■ Data in this exercise ■
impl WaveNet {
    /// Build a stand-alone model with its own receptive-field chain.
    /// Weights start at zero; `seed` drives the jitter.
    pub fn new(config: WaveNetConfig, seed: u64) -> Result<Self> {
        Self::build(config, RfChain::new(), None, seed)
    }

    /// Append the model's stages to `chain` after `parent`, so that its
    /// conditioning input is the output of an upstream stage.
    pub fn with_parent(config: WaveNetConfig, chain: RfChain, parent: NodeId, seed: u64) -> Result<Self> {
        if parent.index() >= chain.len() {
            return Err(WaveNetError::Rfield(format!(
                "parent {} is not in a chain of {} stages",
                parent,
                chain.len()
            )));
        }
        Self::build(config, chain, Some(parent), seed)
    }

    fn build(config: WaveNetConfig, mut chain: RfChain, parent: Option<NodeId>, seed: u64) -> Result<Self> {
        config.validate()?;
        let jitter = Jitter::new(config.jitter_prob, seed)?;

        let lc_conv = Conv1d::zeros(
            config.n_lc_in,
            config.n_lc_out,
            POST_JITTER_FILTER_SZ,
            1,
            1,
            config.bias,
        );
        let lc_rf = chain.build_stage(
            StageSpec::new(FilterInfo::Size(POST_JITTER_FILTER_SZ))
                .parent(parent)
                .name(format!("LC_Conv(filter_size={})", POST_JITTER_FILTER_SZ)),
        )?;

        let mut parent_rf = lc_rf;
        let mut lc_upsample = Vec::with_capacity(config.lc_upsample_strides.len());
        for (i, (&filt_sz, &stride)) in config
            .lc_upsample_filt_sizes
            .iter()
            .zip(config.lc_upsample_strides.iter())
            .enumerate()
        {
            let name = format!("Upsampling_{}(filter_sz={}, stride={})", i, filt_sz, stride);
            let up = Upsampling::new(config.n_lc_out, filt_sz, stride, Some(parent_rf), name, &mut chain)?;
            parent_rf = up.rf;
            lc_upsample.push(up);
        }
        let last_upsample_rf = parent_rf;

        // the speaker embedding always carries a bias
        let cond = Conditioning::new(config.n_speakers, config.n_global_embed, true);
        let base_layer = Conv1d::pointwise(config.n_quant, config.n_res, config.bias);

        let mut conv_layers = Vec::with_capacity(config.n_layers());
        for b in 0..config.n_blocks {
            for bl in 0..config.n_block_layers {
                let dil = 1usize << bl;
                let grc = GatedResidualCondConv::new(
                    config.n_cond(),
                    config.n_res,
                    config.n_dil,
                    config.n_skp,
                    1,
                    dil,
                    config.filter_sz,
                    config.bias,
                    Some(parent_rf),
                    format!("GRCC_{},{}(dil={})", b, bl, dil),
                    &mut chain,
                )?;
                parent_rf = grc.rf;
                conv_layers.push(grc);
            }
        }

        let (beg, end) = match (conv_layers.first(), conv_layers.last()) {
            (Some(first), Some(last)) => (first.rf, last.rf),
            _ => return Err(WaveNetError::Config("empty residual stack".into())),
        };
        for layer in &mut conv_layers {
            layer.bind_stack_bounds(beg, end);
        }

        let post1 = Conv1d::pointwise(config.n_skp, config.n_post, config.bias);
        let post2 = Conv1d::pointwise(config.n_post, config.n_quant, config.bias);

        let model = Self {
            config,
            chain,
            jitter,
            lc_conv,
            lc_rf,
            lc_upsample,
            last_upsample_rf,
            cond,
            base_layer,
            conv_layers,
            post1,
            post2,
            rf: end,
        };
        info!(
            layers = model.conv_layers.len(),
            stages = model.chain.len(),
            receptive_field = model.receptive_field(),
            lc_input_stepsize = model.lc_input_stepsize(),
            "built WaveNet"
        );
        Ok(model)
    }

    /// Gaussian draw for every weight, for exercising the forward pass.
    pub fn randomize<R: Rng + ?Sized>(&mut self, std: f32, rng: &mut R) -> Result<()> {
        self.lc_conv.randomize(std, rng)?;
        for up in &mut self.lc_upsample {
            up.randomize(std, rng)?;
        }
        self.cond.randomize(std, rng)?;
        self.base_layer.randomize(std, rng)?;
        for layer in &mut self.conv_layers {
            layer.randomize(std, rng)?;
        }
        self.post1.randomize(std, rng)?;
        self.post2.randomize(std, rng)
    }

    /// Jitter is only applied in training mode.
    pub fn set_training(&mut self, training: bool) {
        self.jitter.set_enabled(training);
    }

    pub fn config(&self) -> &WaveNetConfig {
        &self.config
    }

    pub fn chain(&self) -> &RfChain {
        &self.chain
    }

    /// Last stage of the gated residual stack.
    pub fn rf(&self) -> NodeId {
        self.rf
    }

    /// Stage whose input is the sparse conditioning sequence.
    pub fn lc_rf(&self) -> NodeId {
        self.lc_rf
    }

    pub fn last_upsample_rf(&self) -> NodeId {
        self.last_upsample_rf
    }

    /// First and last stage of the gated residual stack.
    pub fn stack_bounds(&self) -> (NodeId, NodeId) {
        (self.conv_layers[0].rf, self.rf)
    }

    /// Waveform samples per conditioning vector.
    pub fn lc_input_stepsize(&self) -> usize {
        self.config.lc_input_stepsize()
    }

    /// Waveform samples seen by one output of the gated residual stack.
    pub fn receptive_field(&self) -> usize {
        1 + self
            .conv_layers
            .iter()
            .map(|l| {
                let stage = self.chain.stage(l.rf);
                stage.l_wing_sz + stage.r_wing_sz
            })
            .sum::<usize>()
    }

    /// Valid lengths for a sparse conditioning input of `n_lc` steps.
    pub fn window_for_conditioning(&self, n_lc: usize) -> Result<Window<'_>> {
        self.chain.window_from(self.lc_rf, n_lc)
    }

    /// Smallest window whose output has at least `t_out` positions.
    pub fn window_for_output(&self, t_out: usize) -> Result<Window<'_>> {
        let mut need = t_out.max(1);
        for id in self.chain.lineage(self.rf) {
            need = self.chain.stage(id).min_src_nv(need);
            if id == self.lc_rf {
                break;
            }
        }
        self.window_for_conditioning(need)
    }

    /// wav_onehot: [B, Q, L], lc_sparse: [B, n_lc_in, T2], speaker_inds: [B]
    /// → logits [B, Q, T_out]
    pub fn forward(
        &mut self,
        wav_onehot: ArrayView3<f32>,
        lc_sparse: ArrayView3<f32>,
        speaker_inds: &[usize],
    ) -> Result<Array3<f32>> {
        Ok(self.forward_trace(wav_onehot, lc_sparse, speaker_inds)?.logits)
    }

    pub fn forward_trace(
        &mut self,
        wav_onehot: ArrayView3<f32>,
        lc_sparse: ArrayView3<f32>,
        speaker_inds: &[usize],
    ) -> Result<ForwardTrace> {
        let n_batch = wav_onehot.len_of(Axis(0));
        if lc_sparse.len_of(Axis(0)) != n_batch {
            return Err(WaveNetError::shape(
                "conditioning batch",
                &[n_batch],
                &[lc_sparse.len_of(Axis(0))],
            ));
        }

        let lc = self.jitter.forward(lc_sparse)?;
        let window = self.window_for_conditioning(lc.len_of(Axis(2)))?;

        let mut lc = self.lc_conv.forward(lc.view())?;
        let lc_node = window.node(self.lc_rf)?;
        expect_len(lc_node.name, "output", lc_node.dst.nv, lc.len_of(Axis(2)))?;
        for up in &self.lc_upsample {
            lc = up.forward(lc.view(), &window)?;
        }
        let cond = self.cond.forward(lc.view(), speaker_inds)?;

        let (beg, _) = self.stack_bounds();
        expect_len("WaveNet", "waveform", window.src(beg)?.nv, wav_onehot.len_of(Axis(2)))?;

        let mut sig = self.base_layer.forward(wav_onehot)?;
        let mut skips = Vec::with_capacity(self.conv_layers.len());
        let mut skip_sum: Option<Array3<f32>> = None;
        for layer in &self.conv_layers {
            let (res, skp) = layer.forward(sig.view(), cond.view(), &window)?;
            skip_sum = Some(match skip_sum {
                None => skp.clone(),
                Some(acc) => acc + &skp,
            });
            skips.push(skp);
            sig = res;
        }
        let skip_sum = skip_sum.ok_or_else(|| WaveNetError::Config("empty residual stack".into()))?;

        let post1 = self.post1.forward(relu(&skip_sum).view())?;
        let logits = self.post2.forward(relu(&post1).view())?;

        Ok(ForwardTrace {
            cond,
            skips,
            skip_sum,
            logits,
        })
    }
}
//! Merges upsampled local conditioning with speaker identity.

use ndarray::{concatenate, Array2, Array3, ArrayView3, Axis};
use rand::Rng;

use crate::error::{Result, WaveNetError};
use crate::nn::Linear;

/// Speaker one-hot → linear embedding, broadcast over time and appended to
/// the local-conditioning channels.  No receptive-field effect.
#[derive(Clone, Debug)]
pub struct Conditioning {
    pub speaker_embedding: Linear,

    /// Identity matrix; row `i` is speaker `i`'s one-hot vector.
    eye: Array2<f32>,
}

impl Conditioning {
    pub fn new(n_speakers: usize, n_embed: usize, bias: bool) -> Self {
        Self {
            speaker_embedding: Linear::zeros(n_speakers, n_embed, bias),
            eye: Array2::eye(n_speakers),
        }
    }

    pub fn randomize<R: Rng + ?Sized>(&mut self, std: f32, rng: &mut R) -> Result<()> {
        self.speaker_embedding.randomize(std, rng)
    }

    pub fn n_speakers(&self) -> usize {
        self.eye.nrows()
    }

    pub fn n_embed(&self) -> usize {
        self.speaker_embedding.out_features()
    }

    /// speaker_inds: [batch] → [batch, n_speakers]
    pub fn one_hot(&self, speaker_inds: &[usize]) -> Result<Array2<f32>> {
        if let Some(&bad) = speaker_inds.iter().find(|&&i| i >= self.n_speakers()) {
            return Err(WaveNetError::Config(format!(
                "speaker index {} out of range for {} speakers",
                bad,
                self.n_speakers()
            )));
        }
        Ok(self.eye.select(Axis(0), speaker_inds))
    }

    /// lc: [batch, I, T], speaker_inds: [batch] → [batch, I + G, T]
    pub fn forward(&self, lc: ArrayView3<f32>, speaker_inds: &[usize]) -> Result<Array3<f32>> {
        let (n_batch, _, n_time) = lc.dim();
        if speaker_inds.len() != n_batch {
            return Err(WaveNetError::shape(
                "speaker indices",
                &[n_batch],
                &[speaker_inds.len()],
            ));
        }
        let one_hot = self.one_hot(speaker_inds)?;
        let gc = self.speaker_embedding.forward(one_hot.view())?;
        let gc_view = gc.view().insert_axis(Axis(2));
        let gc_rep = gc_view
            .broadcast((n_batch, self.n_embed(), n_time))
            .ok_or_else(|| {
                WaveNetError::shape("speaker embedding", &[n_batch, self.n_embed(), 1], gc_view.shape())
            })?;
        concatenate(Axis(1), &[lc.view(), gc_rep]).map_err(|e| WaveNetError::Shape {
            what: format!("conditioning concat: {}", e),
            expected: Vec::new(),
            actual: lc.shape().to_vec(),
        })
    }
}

...

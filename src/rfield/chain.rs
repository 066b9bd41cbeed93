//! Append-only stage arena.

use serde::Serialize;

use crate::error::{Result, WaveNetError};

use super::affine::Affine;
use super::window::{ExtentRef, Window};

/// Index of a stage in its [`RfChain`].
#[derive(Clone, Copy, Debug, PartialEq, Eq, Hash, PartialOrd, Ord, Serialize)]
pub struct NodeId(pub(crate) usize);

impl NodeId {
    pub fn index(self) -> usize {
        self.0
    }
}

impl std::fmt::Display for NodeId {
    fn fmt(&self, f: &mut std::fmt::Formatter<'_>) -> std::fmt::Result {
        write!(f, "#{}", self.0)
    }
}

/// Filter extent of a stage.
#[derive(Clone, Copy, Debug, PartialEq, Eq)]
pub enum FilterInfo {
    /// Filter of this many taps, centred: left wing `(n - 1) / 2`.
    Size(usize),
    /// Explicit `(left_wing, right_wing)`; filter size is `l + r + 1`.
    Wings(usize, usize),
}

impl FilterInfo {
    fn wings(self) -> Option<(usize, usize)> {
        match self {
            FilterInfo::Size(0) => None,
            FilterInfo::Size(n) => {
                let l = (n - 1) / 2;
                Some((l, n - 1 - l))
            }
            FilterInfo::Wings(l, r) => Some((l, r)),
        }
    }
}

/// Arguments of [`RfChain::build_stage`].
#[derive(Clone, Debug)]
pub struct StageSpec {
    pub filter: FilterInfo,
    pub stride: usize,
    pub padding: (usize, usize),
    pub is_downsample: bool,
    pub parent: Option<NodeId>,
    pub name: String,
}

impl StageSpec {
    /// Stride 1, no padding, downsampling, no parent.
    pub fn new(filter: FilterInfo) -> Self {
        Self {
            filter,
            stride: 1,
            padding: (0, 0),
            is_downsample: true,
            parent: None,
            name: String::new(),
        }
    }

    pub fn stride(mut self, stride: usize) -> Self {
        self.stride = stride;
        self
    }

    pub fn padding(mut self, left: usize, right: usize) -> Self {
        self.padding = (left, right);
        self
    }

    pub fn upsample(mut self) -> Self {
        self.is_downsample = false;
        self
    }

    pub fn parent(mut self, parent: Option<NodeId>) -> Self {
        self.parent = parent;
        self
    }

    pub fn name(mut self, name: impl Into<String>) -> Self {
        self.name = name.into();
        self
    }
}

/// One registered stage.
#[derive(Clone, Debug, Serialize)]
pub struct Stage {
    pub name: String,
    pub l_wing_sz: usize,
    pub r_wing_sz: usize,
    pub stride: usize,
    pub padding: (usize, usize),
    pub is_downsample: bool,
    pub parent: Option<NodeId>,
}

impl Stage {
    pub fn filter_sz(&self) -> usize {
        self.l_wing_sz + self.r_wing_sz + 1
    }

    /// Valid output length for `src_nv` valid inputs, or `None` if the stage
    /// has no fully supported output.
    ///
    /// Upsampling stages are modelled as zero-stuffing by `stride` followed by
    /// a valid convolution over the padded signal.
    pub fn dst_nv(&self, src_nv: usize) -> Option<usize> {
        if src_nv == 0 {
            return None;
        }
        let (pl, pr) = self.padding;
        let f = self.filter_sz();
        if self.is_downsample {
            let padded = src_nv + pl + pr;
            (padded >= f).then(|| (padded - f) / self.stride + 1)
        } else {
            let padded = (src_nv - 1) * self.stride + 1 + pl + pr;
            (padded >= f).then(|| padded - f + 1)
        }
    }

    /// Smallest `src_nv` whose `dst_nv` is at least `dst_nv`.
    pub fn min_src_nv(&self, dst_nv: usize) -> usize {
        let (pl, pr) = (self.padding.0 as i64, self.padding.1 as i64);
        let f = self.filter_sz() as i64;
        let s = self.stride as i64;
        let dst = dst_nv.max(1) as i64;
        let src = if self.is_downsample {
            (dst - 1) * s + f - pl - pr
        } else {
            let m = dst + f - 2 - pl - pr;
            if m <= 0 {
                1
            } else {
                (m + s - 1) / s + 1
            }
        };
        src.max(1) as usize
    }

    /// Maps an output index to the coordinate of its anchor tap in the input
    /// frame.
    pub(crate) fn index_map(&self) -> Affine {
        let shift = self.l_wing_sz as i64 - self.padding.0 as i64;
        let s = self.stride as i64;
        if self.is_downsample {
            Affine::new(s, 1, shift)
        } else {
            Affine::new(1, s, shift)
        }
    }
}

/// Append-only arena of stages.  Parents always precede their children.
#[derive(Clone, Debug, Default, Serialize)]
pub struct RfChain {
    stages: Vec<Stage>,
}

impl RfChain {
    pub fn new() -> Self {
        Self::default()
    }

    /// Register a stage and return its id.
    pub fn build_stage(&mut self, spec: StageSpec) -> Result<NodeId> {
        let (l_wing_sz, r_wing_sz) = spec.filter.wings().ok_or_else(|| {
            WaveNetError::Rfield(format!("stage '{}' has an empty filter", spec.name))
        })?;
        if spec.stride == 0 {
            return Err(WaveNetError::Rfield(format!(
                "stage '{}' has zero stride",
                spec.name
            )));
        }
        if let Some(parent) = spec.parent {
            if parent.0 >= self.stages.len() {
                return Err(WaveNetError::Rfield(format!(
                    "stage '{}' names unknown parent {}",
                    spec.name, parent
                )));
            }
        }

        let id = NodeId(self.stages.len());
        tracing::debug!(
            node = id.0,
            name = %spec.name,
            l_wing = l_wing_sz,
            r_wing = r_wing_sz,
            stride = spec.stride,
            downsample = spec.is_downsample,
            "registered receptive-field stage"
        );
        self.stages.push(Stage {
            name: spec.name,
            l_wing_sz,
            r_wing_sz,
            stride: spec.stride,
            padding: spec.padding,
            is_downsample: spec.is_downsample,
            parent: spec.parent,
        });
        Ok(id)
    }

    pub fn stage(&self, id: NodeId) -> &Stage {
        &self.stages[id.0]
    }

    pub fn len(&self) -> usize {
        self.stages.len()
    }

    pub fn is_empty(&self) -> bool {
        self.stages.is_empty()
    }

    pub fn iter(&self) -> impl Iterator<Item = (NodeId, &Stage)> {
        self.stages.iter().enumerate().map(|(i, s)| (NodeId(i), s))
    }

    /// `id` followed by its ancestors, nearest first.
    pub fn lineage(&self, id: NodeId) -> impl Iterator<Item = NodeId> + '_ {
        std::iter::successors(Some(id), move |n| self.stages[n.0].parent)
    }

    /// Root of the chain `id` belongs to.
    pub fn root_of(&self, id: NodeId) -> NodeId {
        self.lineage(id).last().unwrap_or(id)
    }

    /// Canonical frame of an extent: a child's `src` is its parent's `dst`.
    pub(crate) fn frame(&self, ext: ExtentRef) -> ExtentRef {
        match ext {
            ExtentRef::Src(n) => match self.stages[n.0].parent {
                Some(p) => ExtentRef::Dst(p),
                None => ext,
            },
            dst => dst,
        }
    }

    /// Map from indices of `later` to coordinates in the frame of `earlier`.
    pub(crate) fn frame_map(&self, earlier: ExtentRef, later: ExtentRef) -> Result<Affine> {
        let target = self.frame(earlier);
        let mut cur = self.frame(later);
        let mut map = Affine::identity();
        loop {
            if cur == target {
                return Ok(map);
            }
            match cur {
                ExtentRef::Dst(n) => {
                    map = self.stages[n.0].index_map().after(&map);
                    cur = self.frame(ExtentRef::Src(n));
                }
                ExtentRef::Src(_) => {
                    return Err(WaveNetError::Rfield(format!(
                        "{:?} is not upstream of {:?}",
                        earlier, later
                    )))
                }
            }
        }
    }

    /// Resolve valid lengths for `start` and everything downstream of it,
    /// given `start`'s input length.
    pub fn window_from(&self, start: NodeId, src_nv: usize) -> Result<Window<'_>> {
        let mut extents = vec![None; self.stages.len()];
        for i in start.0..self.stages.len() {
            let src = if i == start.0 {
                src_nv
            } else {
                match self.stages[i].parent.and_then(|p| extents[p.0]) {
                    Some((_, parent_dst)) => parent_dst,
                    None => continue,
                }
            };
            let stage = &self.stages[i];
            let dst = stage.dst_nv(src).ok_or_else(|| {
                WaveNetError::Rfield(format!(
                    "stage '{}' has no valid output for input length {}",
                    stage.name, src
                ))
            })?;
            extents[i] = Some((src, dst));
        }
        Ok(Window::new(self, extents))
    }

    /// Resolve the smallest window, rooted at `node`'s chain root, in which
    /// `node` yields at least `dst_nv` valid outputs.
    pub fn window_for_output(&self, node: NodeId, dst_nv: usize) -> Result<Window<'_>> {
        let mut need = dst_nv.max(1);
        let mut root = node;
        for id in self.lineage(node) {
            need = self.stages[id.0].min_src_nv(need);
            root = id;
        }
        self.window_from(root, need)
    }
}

==

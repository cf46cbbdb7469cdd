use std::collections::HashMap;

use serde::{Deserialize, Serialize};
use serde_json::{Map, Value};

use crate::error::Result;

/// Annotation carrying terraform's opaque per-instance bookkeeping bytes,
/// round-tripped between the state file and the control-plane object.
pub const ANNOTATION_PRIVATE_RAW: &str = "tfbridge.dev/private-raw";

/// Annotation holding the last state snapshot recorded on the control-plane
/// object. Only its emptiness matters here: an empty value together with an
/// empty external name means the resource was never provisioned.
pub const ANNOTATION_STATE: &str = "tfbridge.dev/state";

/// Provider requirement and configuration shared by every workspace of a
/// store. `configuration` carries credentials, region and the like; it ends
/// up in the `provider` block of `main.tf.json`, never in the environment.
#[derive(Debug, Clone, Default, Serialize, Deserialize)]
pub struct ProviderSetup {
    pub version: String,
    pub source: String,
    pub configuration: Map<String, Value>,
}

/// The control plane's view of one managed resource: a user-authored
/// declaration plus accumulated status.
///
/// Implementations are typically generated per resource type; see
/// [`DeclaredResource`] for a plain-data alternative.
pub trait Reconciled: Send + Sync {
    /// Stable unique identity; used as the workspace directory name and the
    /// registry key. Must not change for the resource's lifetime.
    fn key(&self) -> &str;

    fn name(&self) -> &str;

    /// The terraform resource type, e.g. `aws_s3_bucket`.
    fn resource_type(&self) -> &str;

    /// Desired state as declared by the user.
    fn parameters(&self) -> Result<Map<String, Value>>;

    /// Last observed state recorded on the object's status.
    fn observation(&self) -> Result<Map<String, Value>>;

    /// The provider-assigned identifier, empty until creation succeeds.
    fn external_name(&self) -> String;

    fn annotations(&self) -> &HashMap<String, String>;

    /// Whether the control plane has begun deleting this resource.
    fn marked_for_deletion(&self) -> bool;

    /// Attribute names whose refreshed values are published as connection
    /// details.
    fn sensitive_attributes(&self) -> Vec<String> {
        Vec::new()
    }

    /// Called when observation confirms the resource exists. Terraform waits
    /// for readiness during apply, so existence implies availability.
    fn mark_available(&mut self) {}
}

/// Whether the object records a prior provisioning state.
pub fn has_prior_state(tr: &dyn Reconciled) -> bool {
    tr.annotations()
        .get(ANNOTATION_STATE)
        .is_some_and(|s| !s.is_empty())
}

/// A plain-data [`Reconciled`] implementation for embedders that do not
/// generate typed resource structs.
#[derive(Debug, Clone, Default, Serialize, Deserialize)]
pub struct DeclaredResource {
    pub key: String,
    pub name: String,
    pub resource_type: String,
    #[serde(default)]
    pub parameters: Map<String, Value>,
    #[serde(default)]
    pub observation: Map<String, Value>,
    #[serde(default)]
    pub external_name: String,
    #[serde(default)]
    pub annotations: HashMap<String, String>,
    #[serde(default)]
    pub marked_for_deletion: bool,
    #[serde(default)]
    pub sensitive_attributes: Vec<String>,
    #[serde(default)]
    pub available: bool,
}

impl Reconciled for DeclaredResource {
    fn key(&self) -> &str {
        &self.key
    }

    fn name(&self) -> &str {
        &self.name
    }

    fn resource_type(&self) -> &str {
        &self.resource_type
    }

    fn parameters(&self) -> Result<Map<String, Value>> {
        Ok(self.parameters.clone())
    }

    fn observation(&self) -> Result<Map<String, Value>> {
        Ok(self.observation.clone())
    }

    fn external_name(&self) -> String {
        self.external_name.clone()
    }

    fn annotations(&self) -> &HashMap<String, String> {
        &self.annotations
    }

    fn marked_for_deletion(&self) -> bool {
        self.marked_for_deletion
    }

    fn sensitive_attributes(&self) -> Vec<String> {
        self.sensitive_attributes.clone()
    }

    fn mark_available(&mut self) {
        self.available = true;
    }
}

■ Task ■
The answer must be every line from the records above that contains "vector".

■ Exercise answer ■
    /// Waveform samples per conditioning vector.
    /// Identity matrix; row `i` is speaker `i`'s one-hot vector.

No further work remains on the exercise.